## What this task involves
Copy out each line of the entries where the word "CounterProvider" is present.

Stored items
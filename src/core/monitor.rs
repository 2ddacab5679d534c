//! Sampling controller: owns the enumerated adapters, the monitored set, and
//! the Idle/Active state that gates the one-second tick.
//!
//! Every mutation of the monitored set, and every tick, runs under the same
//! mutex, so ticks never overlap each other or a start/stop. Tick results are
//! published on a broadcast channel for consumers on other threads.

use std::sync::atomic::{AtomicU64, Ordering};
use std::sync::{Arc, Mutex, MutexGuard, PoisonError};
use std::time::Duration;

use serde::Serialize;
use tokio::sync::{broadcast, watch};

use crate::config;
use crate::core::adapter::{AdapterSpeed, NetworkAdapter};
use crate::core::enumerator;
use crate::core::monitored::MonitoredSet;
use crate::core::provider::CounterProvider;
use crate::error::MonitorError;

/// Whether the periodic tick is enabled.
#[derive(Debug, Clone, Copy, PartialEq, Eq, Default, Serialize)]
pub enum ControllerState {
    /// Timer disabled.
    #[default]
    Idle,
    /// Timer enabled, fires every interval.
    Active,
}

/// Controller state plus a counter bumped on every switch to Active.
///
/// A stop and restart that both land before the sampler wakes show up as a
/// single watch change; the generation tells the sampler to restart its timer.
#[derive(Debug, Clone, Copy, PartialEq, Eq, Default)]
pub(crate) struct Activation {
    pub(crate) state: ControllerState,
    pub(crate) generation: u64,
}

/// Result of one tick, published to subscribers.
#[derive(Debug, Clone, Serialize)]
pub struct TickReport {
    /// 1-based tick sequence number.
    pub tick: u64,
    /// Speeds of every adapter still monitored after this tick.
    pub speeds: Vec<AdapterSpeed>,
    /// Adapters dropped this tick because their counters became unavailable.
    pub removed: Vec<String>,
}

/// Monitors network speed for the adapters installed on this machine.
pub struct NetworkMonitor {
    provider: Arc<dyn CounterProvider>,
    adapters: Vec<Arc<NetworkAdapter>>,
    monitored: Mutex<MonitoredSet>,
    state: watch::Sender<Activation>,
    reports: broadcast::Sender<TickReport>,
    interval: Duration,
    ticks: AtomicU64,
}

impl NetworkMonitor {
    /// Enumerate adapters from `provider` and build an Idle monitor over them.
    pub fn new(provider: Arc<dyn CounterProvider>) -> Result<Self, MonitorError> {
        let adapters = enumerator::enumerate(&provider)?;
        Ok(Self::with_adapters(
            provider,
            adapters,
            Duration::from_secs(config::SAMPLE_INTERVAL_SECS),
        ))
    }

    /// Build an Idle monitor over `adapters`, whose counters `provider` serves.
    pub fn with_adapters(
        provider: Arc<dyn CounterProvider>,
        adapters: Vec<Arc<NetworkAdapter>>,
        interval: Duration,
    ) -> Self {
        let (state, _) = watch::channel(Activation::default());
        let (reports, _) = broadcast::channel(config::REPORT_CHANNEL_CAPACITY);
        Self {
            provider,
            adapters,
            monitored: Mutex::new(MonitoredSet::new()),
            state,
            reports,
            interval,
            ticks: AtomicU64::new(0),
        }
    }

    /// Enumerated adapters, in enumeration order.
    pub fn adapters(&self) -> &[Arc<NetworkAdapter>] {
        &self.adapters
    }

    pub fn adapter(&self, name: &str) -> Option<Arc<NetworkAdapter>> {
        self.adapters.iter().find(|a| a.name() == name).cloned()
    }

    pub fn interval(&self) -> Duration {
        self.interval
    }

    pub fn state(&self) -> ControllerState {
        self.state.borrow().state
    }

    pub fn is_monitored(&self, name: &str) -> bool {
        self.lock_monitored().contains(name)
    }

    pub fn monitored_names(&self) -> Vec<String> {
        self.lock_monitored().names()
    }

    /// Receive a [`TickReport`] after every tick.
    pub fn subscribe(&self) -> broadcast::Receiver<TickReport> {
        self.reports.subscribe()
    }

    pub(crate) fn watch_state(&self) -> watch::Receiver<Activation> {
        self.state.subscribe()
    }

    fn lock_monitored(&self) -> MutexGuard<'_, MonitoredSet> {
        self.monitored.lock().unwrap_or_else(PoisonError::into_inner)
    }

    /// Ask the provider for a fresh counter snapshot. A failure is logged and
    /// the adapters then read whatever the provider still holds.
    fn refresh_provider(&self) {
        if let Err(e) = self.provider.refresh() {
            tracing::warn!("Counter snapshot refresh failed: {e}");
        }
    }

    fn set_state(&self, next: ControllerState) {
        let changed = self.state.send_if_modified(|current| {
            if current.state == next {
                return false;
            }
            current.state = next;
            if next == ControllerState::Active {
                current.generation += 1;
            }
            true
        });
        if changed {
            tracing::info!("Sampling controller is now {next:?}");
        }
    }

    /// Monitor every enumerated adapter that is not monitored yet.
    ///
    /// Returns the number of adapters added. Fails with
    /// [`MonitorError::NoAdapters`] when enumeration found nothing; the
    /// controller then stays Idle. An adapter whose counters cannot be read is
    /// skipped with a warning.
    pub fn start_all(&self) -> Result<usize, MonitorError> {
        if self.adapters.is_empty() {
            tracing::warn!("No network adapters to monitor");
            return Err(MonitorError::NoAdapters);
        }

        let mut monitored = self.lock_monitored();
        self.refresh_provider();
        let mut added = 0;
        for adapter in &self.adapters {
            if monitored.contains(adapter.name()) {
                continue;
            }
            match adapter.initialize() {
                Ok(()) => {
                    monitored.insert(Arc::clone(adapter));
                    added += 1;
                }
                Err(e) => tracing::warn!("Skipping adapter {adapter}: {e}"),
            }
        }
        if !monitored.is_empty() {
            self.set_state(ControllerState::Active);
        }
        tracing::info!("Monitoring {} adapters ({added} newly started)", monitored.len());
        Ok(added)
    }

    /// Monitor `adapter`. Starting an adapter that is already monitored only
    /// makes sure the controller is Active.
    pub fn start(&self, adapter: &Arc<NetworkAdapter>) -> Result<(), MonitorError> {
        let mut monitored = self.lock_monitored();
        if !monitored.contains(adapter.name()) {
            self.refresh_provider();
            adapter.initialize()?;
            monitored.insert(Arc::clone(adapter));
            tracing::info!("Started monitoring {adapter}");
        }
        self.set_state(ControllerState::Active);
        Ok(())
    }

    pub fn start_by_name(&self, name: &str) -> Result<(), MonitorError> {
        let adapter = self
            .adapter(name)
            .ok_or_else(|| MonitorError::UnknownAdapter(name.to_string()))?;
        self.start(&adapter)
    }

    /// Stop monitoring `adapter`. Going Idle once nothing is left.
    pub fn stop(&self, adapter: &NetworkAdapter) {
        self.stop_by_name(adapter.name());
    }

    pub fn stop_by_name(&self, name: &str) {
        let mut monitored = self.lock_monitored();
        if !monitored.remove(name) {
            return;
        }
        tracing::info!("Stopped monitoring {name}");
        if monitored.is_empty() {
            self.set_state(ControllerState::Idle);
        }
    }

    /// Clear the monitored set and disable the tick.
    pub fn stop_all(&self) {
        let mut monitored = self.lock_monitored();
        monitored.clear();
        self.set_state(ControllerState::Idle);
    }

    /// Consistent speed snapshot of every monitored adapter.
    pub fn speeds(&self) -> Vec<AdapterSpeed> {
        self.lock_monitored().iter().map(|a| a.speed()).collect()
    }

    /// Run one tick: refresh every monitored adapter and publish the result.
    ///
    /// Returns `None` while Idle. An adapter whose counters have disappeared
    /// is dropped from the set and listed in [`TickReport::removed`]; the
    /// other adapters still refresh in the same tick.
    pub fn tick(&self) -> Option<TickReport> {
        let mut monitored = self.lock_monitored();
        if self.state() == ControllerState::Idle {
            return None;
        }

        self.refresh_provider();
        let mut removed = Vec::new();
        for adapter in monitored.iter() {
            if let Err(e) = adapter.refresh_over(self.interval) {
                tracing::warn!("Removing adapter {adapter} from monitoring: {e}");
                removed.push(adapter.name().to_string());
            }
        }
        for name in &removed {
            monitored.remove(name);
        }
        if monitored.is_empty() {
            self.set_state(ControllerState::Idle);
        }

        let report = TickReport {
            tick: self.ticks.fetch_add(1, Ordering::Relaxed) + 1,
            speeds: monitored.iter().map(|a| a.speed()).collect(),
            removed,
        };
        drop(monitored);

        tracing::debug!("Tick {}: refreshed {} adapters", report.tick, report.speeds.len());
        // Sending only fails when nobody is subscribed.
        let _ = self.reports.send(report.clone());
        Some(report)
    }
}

## Answer space
use crate::core::provider::CounterProvider;
    provider: Arc<dyn CounterProvider>,
    pub fn new(provider: Arc<dyn CounterProvider>) -> Result<Self, MonitorError> {
        provider: Arc<dyn CounterProvider>,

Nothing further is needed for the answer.